::: Source records :::

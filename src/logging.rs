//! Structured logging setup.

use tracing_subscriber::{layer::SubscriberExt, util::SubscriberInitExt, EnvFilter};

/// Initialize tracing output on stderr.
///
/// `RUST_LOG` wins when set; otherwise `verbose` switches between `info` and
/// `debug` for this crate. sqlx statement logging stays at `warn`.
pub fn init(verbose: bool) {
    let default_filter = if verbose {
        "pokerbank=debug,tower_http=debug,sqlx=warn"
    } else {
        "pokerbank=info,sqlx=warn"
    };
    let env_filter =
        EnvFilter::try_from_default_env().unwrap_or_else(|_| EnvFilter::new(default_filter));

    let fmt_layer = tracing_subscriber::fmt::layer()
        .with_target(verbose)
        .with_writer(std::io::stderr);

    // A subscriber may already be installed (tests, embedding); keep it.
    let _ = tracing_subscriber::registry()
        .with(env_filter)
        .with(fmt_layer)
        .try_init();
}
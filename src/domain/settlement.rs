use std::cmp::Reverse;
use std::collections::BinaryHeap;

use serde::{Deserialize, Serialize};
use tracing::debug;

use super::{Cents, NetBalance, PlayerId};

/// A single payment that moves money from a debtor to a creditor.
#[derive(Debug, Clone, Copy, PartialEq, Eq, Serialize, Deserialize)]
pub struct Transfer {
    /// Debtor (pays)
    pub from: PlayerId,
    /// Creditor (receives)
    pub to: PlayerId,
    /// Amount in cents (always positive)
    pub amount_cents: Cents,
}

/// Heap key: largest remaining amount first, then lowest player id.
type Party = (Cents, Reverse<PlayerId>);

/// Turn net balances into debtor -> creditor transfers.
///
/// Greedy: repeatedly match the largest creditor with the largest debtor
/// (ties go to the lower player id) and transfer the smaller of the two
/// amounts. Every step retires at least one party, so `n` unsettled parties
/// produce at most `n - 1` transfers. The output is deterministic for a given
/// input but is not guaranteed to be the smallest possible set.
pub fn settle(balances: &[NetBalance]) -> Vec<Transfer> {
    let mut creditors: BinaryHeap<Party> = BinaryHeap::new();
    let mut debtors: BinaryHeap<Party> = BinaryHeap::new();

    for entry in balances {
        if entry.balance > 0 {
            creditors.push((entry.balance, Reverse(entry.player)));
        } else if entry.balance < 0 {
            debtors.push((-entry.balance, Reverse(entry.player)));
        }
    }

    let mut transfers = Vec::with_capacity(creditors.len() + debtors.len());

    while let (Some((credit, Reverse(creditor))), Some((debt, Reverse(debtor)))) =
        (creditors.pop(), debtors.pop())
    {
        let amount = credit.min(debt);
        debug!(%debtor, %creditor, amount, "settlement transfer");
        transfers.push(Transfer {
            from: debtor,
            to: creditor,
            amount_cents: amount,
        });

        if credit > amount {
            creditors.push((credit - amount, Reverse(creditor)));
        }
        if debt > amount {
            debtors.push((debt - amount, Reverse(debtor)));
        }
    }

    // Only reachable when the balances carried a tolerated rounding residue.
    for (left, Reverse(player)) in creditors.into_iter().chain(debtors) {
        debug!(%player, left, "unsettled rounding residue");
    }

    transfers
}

:::

## What this task involves
The required answer is the exact run of lines above starting at the line with "for this crate." and ending at the line with "else if entry.balance", with both ends present.

## Response below
/// `debug` for this crate. sqlx statement logging stays at `warn`.
pub fn init(verbose: bool) {
    let default_filter = if verbose {
        "pokerbank=debug,tower_http=debug,sqlx=warn"
    } else {
        "pokerbank=info,sqlx=warn"
    };
    let env_filter =
        EnvFilter::try_from_default_env().unwrap_or_else(|_| EnvFilter::new(default_filter));

    let fmt_layer = tracing_subscriber::fmt::layer()
        .with_target(verbose)
        .with_writer(std::io::stderr);

    // A subscriber may already be installed (tests, embedding); keep it.
    let _ = tracing_subscriber::registry()
        .with(env_filter)
        .with(fmt_layer)
        .try_init();
}
filename src/domain/settlement.rs
use std::cmp::Reverse;
use std::collections::BinaryHeap;

use serde::{Deserialize, Serialize};
use tracing::debug;

use super::{Cents, NetBalance, PlayerId};

/// A single payment that moves money from a debtor to a creditor.
#[derive(Debug, Clone, Copy, PartialEq, Eq, Serialize, Deserialize)]
pub struct Transfer {
    /// Debtor (pays)
    pub from: PlayerId,
    /// Creditor (receives)
    pub to: PlayerId,
    /// Amount in cents (always positive)
    pub amount_cents: Cents,
}

/// Heap key: largest remaining amount first, then lowest player id.
type Party = (Cents, Reverse<PlayerId>);

/// Turn net balances into debtor -> creditor transfers.
///
/// Greedy: repeatedly match the largest creditor with the largest debtor
/// (ties go to the lower player id) and transfer the smaller of the two
/// amounts. Every step retires at least one party, so `n` unsettled parties
/// produce at most `n - 1` transfers. The output is deterministic for a given
/// input but is not guaranteed to be the smallest possible set.
pub fn settle(balances: &[NetBalance]) -> Vec<Transfer> {
    let mut creditors: BinaryHeap<Party> = BinaryHeap::new();
    let mut debtors: BinaryHeap<Party> = BinaryHeap::new();

    for entry in balances {
        if entry.balance > 0 {
            creditors.push((entry.balance, Reverse(entry.player)));
        } else if entry.balance < 0 {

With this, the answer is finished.